===== RECORDS SUPPLIED

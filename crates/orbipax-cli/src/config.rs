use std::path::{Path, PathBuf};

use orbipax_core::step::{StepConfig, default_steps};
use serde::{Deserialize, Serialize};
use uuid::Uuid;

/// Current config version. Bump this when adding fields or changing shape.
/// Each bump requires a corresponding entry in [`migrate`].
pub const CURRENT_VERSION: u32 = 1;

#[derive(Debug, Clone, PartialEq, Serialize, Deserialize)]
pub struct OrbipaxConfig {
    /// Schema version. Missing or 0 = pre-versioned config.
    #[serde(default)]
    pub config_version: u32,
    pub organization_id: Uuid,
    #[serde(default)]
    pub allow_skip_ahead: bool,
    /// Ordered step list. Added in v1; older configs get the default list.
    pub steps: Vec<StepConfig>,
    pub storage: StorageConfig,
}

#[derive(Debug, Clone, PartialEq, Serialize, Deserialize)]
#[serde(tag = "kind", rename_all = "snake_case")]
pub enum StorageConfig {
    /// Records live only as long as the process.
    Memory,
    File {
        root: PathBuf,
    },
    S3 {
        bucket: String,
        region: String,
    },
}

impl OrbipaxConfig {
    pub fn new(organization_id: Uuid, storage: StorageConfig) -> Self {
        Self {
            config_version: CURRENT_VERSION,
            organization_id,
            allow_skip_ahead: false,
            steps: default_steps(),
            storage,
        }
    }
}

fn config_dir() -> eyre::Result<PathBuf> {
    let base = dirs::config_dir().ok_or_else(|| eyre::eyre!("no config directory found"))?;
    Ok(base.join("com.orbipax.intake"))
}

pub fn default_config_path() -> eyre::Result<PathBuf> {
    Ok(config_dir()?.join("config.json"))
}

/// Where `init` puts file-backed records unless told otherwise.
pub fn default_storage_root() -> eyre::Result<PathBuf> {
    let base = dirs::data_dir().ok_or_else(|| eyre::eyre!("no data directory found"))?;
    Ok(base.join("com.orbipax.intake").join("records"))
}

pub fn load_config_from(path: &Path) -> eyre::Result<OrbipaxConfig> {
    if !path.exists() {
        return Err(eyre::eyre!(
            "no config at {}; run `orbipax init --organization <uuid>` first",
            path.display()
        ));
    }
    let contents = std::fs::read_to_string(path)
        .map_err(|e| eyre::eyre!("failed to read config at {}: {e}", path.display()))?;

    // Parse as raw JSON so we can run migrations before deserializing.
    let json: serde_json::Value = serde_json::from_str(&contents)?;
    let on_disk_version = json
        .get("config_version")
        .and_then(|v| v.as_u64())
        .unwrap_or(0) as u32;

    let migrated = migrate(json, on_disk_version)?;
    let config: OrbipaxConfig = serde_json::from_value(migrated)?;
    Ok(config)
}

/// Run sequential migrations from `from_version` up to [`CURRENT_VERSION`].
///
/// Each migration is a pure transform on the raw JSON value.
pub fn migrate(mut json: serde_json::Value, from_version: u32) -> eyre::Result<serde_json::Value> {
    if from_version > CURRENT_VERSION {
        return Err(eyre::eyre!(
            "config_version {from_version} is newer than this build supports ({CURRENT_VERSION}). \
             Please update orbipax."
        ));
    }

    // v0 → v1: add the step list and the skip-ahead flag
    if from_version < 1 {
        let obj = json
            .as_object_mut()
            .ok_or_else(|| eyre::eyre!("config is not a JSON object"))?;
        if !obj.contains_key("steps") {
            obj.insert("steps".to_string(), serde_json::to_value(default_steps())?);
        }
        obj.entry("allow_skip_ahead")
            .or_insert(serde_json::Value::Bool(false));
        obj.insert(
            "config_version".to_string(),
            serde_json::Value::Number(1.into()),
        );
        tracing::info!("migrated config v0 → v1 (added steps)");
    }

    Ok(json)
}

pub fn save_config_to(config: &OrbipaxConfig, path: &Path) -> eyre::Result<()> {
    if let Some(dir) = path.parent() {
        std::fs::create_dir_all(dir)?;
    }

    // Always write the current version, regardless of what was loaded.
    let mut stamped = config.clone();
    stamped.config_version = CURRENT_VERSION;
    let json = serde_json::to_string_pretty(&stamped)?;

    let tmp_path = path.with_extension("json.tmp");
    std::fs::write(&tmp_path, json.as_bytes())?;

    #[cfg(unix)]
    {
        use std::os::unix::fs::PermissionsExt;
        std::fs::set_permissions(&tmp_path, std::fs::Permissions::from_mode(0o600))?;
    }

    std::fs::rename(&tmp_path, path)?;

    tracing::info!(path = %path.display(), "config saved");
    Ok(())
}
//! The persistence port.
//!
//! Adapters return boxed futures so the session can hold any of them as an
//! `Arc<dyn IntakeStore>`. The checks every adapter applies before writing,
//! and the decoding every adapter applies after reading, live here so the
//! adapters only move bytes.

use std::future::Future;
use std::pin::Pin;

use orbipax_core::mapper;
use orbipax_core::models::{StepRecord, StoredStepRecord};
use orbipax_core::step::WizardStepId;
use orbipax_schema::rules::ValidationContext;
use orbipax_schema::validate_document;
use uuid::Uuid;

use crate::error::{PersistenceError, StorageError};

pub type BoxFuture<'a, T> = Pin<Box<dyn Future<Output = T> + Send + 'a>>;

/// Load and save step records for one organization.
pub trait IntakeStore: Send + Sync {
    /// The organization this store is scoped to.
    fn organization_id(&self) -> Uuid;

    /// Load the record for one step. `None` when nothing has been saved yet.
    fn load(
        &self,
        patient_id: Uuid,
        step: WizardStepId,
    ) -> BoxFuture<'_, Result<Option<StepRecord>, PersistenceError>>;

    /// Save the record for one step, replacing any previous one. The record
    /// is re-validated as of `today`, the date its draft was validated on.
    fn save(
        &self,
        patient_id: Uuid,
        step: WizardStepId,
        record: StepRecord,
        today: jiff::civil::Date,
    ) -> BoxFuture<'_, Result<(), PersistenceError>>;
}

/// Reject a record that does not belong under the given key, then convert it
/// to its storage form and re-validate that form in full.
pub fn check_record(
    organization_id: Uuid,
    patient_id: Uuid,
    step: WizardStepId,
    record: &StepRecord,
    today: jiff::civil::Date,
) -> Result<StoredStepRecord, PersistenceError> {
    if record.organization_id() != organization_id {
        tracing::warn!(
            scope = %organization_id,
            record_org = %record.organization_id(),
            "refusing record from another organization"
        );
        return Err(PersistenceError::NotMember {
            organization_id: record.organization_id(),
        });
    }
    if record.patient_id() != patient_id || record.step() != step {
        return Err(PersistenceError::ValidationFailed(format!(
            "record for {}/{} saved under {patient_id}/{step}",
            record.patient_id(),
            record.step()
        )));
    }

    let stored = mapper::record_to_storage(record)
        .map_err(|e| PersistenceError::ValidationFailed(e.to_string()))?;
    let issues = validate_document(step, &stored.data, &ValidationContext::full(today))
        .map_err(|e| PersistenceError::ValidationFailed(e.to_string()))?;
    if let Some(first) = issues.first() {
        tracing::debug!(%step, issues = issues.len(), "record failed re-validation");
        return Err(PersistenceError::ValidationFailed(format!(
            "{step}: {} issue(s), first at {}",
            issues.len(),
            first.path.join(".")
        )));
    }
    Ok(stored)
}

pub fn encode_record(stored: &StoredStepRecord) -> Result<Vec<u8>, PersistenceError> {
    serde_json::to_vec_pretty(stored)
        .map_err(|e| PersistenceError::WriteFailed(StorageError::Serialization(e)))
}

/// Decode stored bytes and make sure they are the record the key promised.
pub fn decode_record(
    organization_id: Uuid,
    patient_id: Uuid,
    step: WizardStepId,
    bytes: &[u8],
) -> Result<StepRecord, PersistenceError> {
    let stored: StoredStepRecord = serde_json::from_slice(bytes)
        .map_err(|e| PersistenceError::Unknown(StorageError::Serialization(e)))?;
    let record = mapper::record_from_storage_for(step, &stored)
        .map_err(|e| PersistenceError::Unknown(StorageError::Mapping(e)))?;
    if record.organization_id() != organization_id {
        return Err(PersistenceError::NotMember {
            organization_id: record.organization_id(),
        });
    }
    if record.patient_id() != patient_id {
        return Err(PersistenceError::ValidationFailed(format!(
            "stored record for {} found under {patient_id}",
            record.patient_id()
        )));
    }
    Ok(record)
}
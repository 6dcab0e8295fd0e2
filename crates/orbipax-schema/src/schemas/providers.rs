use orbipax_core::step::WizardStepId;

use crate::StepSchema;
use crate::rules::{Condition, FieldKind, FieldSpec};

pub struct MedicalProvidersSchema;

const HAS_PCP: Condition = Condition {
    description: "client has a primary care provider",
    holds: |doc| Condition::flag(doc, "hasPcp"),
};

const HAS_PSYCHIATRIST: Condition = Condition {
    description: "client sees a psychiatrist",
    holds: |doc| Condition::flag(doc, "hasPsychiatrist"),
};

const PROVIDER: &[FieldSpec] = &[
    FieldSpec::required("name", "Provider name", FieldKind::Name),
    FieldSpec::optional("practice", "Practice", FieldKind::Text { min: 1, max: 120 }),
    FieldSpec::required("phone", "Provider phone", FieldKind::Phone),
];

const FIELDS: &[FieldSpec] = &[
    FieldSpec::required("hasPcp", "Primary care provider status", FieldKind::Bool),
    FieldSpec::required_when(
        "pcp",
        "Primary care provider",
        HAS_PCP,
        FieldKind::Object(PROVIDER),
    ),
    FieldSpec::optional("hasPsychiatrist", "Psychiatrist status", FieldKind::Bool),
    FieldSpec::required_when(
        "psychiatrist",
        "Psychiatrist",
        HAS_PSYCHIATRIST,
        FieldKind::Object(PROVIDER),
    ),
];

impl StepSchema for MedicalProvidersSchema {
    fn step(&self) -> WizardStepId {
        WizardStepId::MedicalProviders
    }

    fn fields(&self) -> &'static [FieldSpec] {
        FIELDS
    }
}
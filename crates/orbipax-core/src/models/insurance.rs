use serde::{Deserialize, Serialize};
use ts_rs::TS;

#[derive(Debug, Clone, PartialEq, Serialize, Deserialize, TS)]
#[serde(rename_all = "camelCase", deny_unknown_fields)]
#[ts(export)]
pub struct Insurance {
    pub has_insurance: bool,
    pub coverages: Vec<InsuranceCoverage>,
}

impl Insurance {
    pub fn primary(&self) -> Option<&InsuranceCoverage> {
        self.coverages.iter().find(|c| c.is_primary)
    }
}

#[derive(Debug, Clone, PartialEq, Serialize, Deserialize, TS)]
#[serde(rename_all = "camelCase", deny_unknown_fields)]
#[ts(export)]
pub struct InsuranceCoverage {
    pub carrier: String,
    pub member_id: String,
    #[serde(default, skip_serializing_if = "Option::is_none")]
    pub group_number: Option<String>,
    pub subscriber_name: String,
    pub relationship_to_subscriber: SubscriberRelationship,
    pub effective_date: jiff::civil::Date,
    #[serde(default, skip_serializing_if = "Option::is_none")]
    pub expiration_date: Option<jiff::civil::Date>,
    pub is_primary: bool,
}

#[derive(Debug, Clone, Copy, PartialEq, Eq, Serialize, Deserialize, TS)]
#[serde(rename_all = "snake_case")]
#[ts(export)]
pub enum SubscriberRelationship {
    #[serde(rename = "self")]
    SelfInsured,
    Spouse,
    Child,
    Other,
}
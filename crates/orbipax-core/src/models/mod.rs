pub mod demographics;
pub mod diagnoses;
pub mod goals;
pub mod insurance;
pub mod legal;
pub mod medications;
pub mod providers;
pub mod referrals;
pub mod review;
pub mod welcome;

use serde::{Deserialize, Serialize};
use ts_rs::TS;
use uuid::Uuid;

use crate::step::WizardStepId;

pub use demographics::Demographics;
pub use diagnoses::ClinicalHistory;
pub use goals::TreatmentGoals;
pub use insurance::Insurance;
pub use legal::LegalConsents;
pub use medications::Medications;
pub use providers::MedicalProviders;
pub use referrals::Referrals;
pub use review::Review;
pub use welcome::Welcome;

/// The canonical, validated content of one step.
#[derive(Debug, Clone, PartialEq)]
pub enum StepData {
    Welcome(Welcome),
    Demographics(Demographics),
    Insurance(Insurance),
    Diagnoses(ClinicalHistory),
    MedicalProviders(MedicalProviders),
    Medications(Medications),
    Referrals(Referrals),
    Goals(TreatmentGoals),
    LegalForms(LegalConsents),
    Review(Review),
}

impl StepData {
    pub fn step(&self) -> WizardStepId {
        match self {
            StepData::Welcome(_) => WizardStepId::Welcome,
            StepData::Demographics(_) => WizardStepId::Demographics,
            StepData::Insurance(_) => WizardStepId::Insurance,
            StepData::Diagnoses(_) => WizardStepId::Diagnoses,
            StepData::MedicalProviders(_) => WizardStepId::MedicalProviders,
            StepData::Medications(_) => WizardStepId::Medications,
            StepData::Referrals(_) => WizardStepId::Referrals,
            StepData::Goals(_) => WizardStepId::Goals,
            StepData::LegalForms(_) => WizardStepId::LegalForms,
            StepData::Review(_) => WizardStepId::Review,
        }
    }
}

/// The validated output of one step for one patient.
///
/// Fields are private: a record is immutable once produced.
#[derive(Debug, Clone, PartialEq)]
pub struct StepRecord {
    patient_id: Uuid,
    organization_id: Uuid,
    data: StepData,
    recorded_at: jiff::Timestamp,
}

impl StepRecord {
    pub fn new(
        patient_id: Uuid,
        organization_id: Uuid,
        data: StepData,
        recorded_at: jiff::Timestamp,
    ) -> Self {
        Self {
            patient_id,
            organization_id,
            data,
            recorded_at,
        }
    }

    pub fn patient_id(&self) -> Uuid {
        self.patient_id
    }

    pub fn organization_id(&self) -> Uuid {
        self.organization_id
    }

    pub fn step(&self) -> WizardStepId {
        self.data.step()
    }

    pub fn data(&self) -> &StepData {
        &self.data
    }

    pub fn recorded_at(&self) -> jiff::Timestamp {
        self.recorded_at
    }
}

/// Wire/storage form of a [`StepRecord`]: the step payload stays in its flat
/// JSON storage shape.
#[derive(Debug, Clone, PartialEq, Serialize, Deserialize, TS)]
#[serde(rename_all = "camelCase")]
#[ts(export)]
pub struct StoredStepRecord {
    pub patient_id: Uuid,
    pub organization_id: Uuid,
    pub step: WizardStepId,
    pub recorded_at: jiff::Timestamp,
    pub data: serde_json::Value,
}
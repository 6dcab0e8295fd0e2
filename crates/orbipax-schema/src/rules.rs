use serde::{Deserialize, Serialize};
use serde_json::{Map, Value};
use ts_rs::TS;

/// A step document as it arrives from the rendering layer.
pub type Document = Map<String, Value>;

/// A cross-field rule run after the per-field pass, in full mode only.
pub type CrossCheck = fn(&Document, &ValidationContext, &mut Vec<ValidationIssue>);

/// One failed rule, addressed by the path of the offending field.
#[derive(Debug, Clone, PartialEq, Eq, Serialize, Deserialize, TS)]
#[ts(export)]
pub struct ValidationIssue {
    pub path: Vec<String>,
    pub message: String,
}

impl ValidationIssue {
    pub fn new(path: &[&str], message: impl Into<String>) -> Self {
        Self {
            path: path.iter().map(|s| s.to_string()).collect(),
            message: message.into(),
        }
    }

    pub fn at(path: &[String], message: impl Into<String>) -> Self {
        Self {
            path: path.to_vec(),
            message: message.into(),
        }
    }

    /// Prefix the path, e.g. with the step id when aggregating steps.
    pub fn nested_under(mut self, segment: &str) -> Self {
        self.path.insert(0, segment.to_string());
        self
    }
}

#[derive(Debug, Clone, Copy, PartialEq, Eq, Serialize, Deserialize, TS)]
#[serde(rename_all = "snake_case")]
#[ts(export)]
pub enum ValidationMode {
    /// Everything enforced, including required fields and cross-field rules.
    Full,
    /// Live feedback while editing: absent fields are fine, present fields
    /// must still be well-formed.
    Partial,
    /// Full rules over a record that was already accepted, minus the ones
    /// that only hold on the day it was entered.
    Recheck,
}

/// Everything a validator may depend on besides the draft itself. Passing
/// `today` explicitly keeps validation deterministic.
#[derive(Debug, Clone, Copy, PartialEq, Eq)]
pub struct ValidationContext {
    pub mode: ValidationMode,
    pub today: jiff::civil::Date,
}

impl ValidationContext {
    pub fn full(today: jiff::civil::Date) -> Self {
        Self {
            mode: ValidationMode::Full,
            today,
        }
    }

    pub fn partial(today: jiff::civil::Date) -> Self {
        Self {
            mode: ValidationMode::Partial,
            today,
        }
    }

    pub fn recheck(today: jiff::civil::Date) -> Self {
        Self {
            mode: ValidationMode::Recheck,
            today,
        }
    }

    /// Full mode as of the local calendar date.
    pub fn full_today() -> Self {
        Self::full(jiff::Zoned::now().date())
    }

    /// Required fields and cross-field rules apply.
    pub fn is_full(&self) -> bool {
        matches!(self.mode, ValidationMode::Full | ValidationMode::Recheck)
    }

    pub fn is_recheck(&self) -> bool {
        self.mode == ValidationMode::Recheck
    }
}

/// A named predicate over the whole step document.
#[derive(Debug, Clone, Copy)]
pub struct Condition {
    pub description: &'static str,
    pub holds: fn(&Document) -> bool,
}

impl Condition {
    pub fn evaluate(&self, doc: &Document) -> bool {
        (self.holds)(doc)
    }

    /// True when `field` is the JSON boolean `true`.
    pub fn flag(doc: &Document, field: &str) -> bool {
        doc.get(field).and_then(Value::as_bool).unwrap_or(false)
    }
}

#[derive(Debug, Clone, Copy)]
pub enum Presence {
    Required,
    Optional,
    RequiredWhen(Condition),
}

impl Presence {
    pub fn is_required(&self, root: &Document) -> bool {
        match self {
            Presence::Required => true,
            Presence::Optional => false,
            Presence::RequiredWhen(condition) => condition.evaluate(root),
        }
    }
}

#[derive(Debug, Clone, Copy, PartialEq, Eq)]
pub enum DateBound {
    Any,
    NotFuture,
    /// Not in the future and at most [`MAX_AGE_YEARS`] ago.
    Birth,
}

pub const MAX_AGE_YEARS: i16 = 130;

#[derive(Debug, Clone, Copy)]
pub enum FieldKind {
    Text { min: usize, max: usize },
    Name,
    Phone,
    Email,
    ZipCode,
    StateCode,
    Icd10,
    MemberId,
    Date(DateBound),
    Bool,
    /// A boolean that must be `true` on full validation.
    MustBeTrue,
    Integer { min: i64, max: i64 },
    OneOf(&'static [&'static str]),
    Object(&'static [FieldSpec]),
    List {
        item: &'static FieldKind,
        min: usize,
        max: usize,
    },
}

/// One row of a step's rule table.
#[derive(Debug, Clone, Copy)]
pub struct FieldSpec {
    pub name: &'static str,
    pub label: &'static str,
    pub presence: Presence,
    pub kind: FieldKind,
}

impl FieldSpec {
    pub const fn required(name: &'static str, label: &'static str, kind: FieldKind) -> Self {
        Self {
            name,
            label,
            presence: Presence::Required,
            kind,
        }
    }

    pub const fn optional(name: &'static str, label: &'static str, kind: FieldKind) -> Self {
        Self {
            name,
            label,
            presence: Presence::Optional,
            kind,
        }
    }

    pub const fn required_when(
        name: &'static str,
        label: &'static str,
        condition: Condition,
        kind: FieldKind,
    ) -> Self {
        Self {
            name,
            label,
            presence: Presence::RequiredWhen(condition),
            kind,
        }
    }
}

==========

## GOAL OF THE EXERCISE
Output only the number of lines above holding "first".

## ANSWER TO THE EXERCISE
4